◆ Aim of the exercise: Each of the records below must be reproduced verbatim.

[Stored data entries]
● ● ● ● ●
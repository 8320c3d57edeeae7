use log::{debug, info, warn};
use nalgebra::DVector;
use num_complex::Complex64;
use num_traits::Zero;

use super::{
    error::{PowerFlowError, Result},
    options::SolverOptions,
    system::{
        admittance::{YBus, build_ybus},
        network::{BusKind, Network},
    },
    trace::{IterationSnapshot, PvReactive, Trace, fold_mismatch},
};

/// Gauss-Seidel load flow working directly on the Y-Bus.
///
/// Each sweep updates buses in order, so bus `i` sees the voltages already
/// updated in this sweep for buses `< i` and last sweep's for buses `≥ i`.
#[derive(Debug, Clone, Copy, PartialEq)]
pub struct GaussSeidel {
    pub max_iter: usize,
    pub tolerance: f64,
    /// Overshoot factor `α` in `V = V_old + α (V_calc - V_old)`. Not validated;
    /// values far above ~1.6 oscillate.
    pub acceleration: f64,
}

impl Default for GaussSeidel {
    fn default() -> Self {
        Self::from(&SolverOptions::default())
    }
}

impl From<&SolverOptions> for GaussSeidel {
    fn from(opt: &SolverOptions) -> Self {
        Self {
            max_iter: opt.max_iter,
            tolerance: opt.tolerance,
            acceleration: opt.acceleration,
        }
    }
}

/// Voltages of a sweep in progress.
///
/// Positions `< updated` hold this sweep's values, the rest last sweep's.
struct SweepState<'a> {
    previous: &'a DVector<Complex64>,
    current: &'a mut DVector<Complex64>,
    updated: usize,
}

impl SweepState<'_> {
    #[inline(always)]
    fn voltage(&self, j: usize) -> Complex64 {
        if j < self.updated {
            self.current[j]
        } else {
            self.previous[j]
        }
    }

    /// `Σ_j Y_ij V_j`, optionally skipping the diagonal.
    #[inline(always)]
    fn injected_current(&self, ybus: &YBus, i: usize, skip_diag: bool) -> Complex64 {
        (0..ybus.ncols())
            .filter(|&j| !(skip_diag && j == i))
            .map(|j| ybus[(i, j)] * self.voltage(j))
            .sum()
    }

    fn commit(&mut self, i: usize, v: Complex64) {
        self.current[i] = v;
        self.updated = i + 1;
    }
}

impl GaussSeidel {
    pub fn new(max_iter: usize, tolerance: f64) -> Self {
        Self {
            max_iter,
            tolerance,
            acceleration: 1.0,
        }
    }

    pub fn with_acceleration(mut self, acceleration: f64) -> Self {
        self.acceleration = acceleration;
        self
    }

    /// Builds the Y-Bus and runs the iteration.
    pub fn solve(&self, net: &Network) -> Result<Trace> {
        net.validate()?;
        let ybus = build_ybus(net)?;
        self.solve_with_ybus(net, &ybus)
    }

    /// Runs the iteration on a Y-Bus built from `net`.
    ///
    /// # Errors
    ///
    /// [`PowerFlowError::DivideByZero`] if a non-slack bus has `Y_ii = 0`.
    pub fn solve_with_ybus(&self, net: &Network, ybus: &YBus) -> Result<Trace> {
        let n = net.n_bus();
        if ybus.shape() != (n, n) {
            return Err(PowerFlowError::InvalidNetwork(format!(
                "Y-Bus is {:?}, network has {} buses",
                ybus.shape(),
                n
            )));
        }
        if let Some(bus) = net
            .buses
            .iter()
            .enumerate()
            .find(|(i, b)| !b.kind.is_slack() && ybus[(*i, *i)].is_zero())
            .map(|(_, b)| b)
        {
            return Err(PowerFlowError::DivideByZero(format!(
                "bus {} is isolated (Y_ii = 0)",
                bus.id
            )));
        }

        let p_spec = net.p_spec_pu();
        let q_spec = net.q_spec_pu();
        let mut v = net.create_v_init();

        let mut trace = Trace::default();
        trace.push(IterationSnapshot::from_phasors(0, 0.0, net, v.as_slice()));

        for iteration in 1..=self.max_iter {
            let previous = v.clone();
            let mut state = SweepState {
                previous: &previous,
                current: &mut v,
                updated: 0,
            };
            let (max_mismatch, pv_reactive) =
                self.sweep(net, ybus, &p_spec, &q_spec, &mut state);

            let mut snapshot =
                IterationSnapshot::from_phasors(iteration, max_mismatch, net, v.as_slice());
            snapshot.pv_reactive = pv_reactive;
            trace.push(snapshot);
            debug!("gauss-seidel iteration {iteration}: max mismatch {max_mismatch:.3e}");

            if !max_mismatch.is_finite() {
                warn!("gauss-seidel diverged at iteration {iteration}");
                return Ok(trace);
            }
            if max_mismatch <= self.tolerance {
                info!("gauss-seidel converged in {iteration} iterations");
                return Ok(trace);
            }
        }
        warn!(
            "gauss-seidel stopped after {} iterations, mismatch {:.3e} > {:.3e}",
            self.max_iter,
            trace.final_mismatch().unwrap_or(f64::NAN),
            self.tolerance
        );
        Ok(trace)
    }

    /// One pass over all buses in order. Returns the largest voltage change.
    fn sweep(
        &self,
        net: &Network,
        ybus: &YBus,
        p_spec: &DVector<f64>,
        q_spec: &DVector<f64>,
        state: &mut SweepState,
    ) -> (f64, Vec<PvReactive>) {
        let mut max_mismatch = 0.0f64;
        let mut pv_reactive = Vec::new();

        for (i, bus) in net.buses.iter().enumerate() {
            let v_old = state.voltage(i);
            if bus.kind.is_slack() {
                state.commit(i, v_old);
                continue;
            }

            let (q_used, hold_magnitude) = match bus.kind {
                BusKind::PV { q_lim } => {
                    let q_est = -(v_old.conj() * state.injected_current(ybus, i, false)).im;
                    let bounds = q_lim.map(|l| (l.min / net.base_mva, l.max / net.base_mva));
                    let (q, clamped) = match bounds {
                        Some((q_min, _)) if q_est < q_min => (q_min, true),
                        Some((_, q_max)) if q_est > q_max => (q_max, true),
                        _ => (q_est, false),
                    };
                    pv_reactive.push(PvReactive {
                        bus_id: bus.id,
                        q_pu: q,
                        clamped,
                    });
                    (q, !clamped)
                }
                _ => (q_spec[i], false),
            };

            let s_conj = Complex64::new(p_spec[i], -q_used);
            let others = state.injected_current(ybus, i, true);
            let v_calc = (s_conj / v_old.conj() - others) / ybus[(i, i)];
            let mut v_new = v_old + (v_calc - v_old) * self.acceleration;
            if hold_magnitude {
                v_new = Complex64::from_polar(bus.vm_pu, v_new.arg());
            }

            max_mismatch = fold_mismatch(max_mismatch, (v_new - v_old).norm());
            state.commit(i, v_new);
        }
        (max_mismatch, pv_reactive)
    }
}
● ● ● ● ●
◆ Output of the task:
repository 8320c3d57edeeae7
use log::{debug, info, warn};
use nalgebra::DVector;
use num_complex::Complex64;
use num_traits::Zero;

use super::{
    error::{PowerFlowError, Result},
    options::SolverOptions,
    system::{
        admittance::{YBus, build_ybus},
        network::{BusKind, Network},
    },
    trace::{IterationSnapshot, PvReactive, Trace, fold_mismatch},
};

/// Gauss-Seidel load flow working directly on the Y-Bus.
///
/// Each sweep updates buses in order, so bus `i` sees the voltages already
/// updated in this sweep for buses `< i` and last sweep's for buses `≥ i`.
#[derive(Debug, Clone, Copy, PartialEq)]
pub struct GaussSeidel {
    pub max_iter: usize,
    pub tolerance: f64,
    /// Overshoot factor `α` in `V = V_old + α (V_calc - V_old)`. Not validated;
    /// values far above ~1.6 oscillate.
    pub acceleration: f64,
}

impl Default for GaussSeidel {
    fn default() -> Self {
        Self::from(&SolverOptions::default())
    }
}

impl From<&SolverOptions> for GaussSeidel {
    fn from(opt: &SolverOptions) -> Self {
        Self {
            max_iter: opt.max_iter,
            tolerance: opt.tolerance,
            acceleration: opt.acceleration,
        }
    }
}

/// Voltages of a sweep in progress.
///
/// Positions `< updated` hold this sweep's values, the rest last sweep's.
struct SweepState<'a> {
    previous: &'a DVector<Complex64>,
    current: &'a mut DVector<Complex64>,
    updated: usize,
}

impl SweepState<'_> {
    #[inline(always)]
    fn voltage(&self, j: usize) -> Complex64 {
        if j < self.updated {
            self.current[j]
        } else {
            self.previous[j]
        }
    }

    /// `Σ_j Y_ij V_j`, optionally skipping the diagonal.
    #[inline(always)]
    fn injected_current(&self, ybus: &YBus, i: usize, skip_diag: bool) -> Complex64 {
        (0..ybus.ncols())
            .filter(|&j| !(skip_diag && j == i))
            .map(|j| ybus[(i, j)] * self.voltage(j))
            .sum()
    }

    fn commit(&mut self, i: usize, v: Complex64) {
        self.current[i] = v;
        self.updated = i + 1;
    }
}

impl GaussSeidel {
    pub fn new(max_iter: usize, tolerance: f64) -> Self {
        Self {
            max_iter,
            tolerance,
            acceleration: 1.0,
        }
    }

    pub fn with_acceleration(mut self, acceleration: f64) -> Self {
        self.acceleration = acceleration;
        self
    }

    /// Builds the Y-Bus and runs the iteration.
    pub fn solve(&self, net: &Network) -> Result<Trace> {
        net.validate()?;
        let ybus = build_ybus(net)?;
        self.solve_with_ybus(net, &ybus)
    }

    /// Runs the iteration on a Y-Bus built from `net`.
    ///
    /// # Errors
    ///
    /// [`PowerFlowError::DivideByZero`] if a non-slack bus has `Y_ii = 0`.
    pub fn solve_with_ybus(&self, net: &Network, ybus: &YBus) -> Result<Trace> {
        let n = net.n_bus();
        if ybus.shape() != (n, n) {
            return Err(PowerFlowError::InvalidNetwork(format!(
                "Y-Bus is {:?}, network has {} buses",
                ybus.shape(),
                n
            )));
        }
        if let Some(bus) = net
            .buses
            .iter()
            .enumerate()
            .find(|(i, b)| !b.kind.is_slack() && ybus[(*i, *i)].is_zero())
            .map(|(_, b)| b)
        {
            return Err(PowerFlowError::DivideByZero(format!(
                "bus {} is isolated (Y_ii = 0)",
                bus.id
            )));
        }

        let p_spec = net.p_spec_pu();
        let q_spec = net.q_spec_pu();
        let mut v = net.create_v_init();

        let mut trace = Trace::default();
        trace.push(IterationSnapshot::from_phasors(0, 0.0, net, v.as_slice()));

        for iteration in 1..=self.max_iter {
            let previous = v.clone();
            let mut state = SweepState {
                previous: &previous,
                current: &mut v,
                updated: 0,
            };
            let (max_mismatch, pv_reactive) =
                self.sweep(net, ybus, &p_spec, &q_spec, &mut state);

            let mut snapshot =
                IterationSnapshot::from_phasors(iteration, max_mismatch, net, v.as_slice());
            snapshot.pv_reactive = pv_reactive;
            trace.push(snapshot);
            debug!("gauss-seidel iteration {iteration}: max mismatch {max_mismatch:.3e}");

            if !max_mismatch.is_finite() {
                warn!("gauss-seidel diverged at iteration {iteration}");
                return Ok(trace);
            }
            if max_mismatch <= self.tolerance {
                info!("gauss-seidel converged in {iteration} iterations");
                return Ok(trace);
            }
        }
        warn!(
            "gauss-seidel stopped after {} iterations, mismatch {:.3e} > {:.3e}",
            self.max_iter,
            trace.final_mismatch().unwrap_or(f64::NAN),
            self.tolerance
        );
        Ok(trace)
    }

    /// One pass over all buses in order. Returns the largest voltage change.
    fn sweep(
        &self,
        net: &Network,
        ybus: &YBus,
        p_spec: &DVector<f64>,
        q_spec: &DVector<f64>,
        state: &mut SweepState,
    ) -> (f64, Vec<PvReactive>) {
        let mut max_mismatch = 0.0f64;
        let mut pv_reactive = Vec::new();

        for (i, bus) in net.buses.iter().enumerate() {
            let v_old = state.voltage(i);
            if bus.kind.is_slack() {
                state.commit(i, v_old);
                continue;
            }

            let (q_used, hold_magnitude) = match bus.kind {
                BusKind::PV { q_lim } => {
                    let q_est = -(v_old.conj() * state.injected_current(ybus, i, false)).im;
                    let bounds = q_lim.map(|l| (l.min / net.base_mva, l.max / net.base_mva));
                    let (q, clamped) = match bounds {
                        Some((q_min, _)) if q_est < q_min => (q_min, true),
                        Some((_, q_max)) if q_est > q_max => (q_max, true),
                        _ => (q_est, false),
                    };
                    pv_reactive.push(PvReactive {
                        bus_id: bus.id,
                        q_pu: q,
                        clamped,
                    });
                    (q, !clamped)
                }
                _ => (q_spec[i], false),
            };

            let s_conj = Complex64::new(p_spec[i], -q_used);
            let others = state.injected_current(ybus, i, true);
            let v_calc = (s_conj / v_old.conj() - others) / ybus[(i, i)];
            let mut v_new = v_old + (v_calc - v_old) * self.acceleration;
            if hold_magnitude {
                v_new = Complex64::from_polar(bus.vm_pu, v_new.arg());
            }

            max_mismatch = fold_mismatch(max_mismatch, (v_new - v_old).norm());
            state.commit(i, v_new);
        }
        (max_mismatch, pv_reactive)
    }
}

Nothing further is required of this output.